Pre-requisite for the course is "Introduction to Python", offered by CITI team.

Deep learning in Python

This workshop provides an overall introduction to deep learning specifically with Python programming language which utilizes abundance of keras package. Such topics include: (1) Introduction to Deep Learning (2) Regression & Classification with Deep Learning (3) Image classification with CNN (4) Time series forecasting with RNN, LSTM

Pre-requisite for the course is "Machine Learning in Python", offered by CITI team.

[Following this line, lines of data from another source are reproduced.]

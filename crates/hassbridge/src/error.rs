//! CLI error types with miette diagnostics.
//!
//! Maps `CoreError`, `ConfigError` and `ToolError` into user-facing errors
//! with actionable help text and stable exit codes.

use miette::Diagnostic;
use thiserror::Error;

use hassbridge_config::ConfigError;
use hassbridge_core::CoreError;

use crate::tools::ToolError;

/// Process exit codes.
pub mod exit_code {
    pub const GENERAL: i32 = 1;
    pub const USAGE: i32 = 2;
    pub const AUTH: i32 = 3;
    pub const NOT_FOUND: i32 = 4;
    pub const CONNECTION: i32 = 7;
    pub const TIMEOUT: i32 = 8;
}

#[derive(Debug, Error, Diagnostic)]
pub enum CliError {
    // ── Connection ───────────────────────────────────────────────────
    #[error("Could not connect to Home Assistant: {reason}")]
    #[diagnostic(
        code(hassbridge::connection_failed),
        help(
            "Check that the hub is running and reachable.\n\
             A bare host:port is treated as http://host:port."
        )
    )]
    ConnectionFailed { reason: String },

    // ── Authentication ───────────────────────────────────────────────
    #[error("Authentication failed: {message}")]
    #[diagnostic(
        code(hassbridge::auth_failed),
        help(
            "Create a long-lived access token under your Home Assistant profile\n\
             and pass it with --token, HASS_TOKEN, or a profile's token_env."
        )
    )]
    AuthFailed { message: String },

    #[error("No access token configured for profile '{profile}'")]
    #[diagnostic(
        code(hassbridge::no_token),
        help(
            "Set HASS_TOKEN, pass --token, or run:\n\
             hassbridge config init --url <URL> --token-env <VAR>"
        )
    )]
    NoToken { profile: String },

    // ── Hub responses ────────────────────────────────────────────────
    #[error("{resource} '{identifier}' not found")]
    #[diagnostic(
        code(hassbridge::not_found),
        help("Run: hassbridge {list_command} to see what the hub knows about")
    )]
    NotFound {
        resource: String,
        identifier: String,
        list_command: String,
    },

    #[error("Home Assistant rejected the request ({code}): {message}")]
    #[diagnostic(code(hassbridge::rejected))]
    Rejected { code: String, message: String },

    #[error("API error: {message}")]
    #[diagnostic(code(hassbridge::api_error))]
    Api {
        message: String,
        status: Option<u16>,
    },

    #[error("Operation '{operation}' is not supported by this connection")]
    #[diagnostic(code(hassbridge::unsupported))]
    Unsupported { operation: String },

    // ── Validation ───────────────────────────────────────────────────
    #[error("Invalid value for {field}: {reason}")]
    #[diagnostic(code(hassbridge::validation))]
    Validation { field: String, reason: String },

    #[error("Invalid input for tool '{tool}': {reason}")]
    #[diagnostic(
        code(hassbridge::tool_input),
        help("Run: hassbridge tools list to see each tool's purpose")
    )]
    ToolInput { tool: String, reason: String },

    #[error("Unknown tool '{name}'")]
    #[diagnostic(
        code(hassbridge::unknown_tool),
        help("Run: hassbridge tools list")
    )]
    UnknownTool { name: String },

    // ── Configuration ────────────────────────────────────────────────
    #[error("Profile '{name}' not found in configuration")]
    #[diagnostic(
        code(hassbridge::profile_not_found),
        help(
            "Available profiles: {available}\n\
             Create one with: hassbridge config init --url <URL>"
        )
    )]
    ProfileNotFound { name: String, available: String },

    #[error("No Home Assistant URL configured")]
    #[diagnostic(
        code(hassbridge::no_config),
        help(
            "Pass --url (or set HASS_URL), or create a profile with:\n\
             hassbridge config init --url <URL>\n\
             Expected at: {path}"
        )
    )]
    NoConfig { path: String },

    #[error(transparent)]
    #[diagnostic(code(hassbridge::config))]
    Config(ConfigError),

    // ── Timeout ──────────────────────────────────────────────────────
    #[error("Request timed out after {seconds}s")]
    #[diagnostic(
        code(hassbridge::timeout),
        help("Increase timeout with --timeout or check hub responsiveness.")
    )]
    Timeout { seconds: u64 },

    // ── IO / Serialization ───────────────────────────────────────────
    #[error(transparent)]
    Io(#[from] std::io::Error),

    #[error("Invalid JSON payload: {0}")]
    #[diagnostic(code(hassbridge::json), help("Pass a JSON object, e.g. '{{\"entity_id\": \"light.kitchen\"}}'"))]
    Json(#[from] serde_json::Error),

    #[error("Internal error: {0}")]
    Internal(String),
}

impl CliError {
    /// Map this error to an exit code for process termination.
    pub fn exit_code(&self) -> i32 {
        match self {
            Self::ConnectionFailed { .. } => exit_code::CONNECTION,
            Self::AuthFailed { .. } | Self::NoToken { .. } => exit_code::AUTH,
            Self::NotFound { .. } => exit_code::NOT_FOUND,
            Self::Timeout { .. } => exit_code::TIMEOUT,
            Self::Validation { .. }
            | Self::ToolInput { .. }
            | Self::UnknownTool { .. }
            | Self::Json(_)
            | Self::NoConfig { .. }
            | Self::ProfileNotFound { .. } => exit_code::USAGE,
            Self::Api {
                status: Some(404), ..
            } => exit_code::NOT_FOUND,
            _ => exit_code::GENERAL,
        }
    }
}

// ── Conversions ──────────────────────────────────────────────────────

impl From<CoreError> for CliError {
    fn from(err: CoreError) -> Self {
        match err {
            CoreError::ConnectionFailed { reason } => Self::ConnectionFailed { reason },
            CoreError::AuthenticationFailed { message } => Self::AuthFailed { message },
            CoreError::Timeout { timeout_secs } => Self::Timeout {
                seconds: timeout_secs,
            },
            CoreError::Unsupported { operation } => Self::Unsupported { operation },
            CoreError::Rejected { code, message } => Self::Rejected { code, message },
            CoreError::Api {
                message, status, ..
            } => Self::Api { message, status },
            CoreError::Config { message } => Self::Validation {
                field: "config".into(),
                reason: message,
            },
            CoreError::Internal(message) => Self::Internal(message),
        }
    }
}

impl From<ConfigError> for CliError {
    fn from(err: ConfigError) -> Self {
        match err {
            ConfigError::NoToken { profile } => Self::NoToken { profile },
            ConfigError::Validation { field, reason } => Self::Validation { field, reason },
            other => Self::Config(other),
        }
    }
}

impl From<ToolError> for CliError {
    fn from(err: ToolError) -> Self {
        match err {
            ToolError::InvalidInput { tool, reason } => Self::ToolInput { tool, reason },
            ToolError::UnknownTool { name } => Self::UnknownTool { name },
            ToolError::Hub(core) => core.into(),
        }
    }
}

Introduction to Applied Deep Learning: Object Detection Model using Tensorflow API

This workshop introduces how to apply the Python Tensorflow API to object detection, a common computer vision and deep learning concept. We will go through the steps involved in the process of creating a custom object detection model from scratch. This includes getting images, label them, train, evaluate, and export models on these images, and finally using the model to classify images.

Matlab

This is an introductory course about data analysis with MATLAB. We will cover such topics as the MATLAB interface, flow control and loops, working with vectors and matrices, using scripts and functions, and plotting. No prior knowledge of MATLAB or programming in general is required.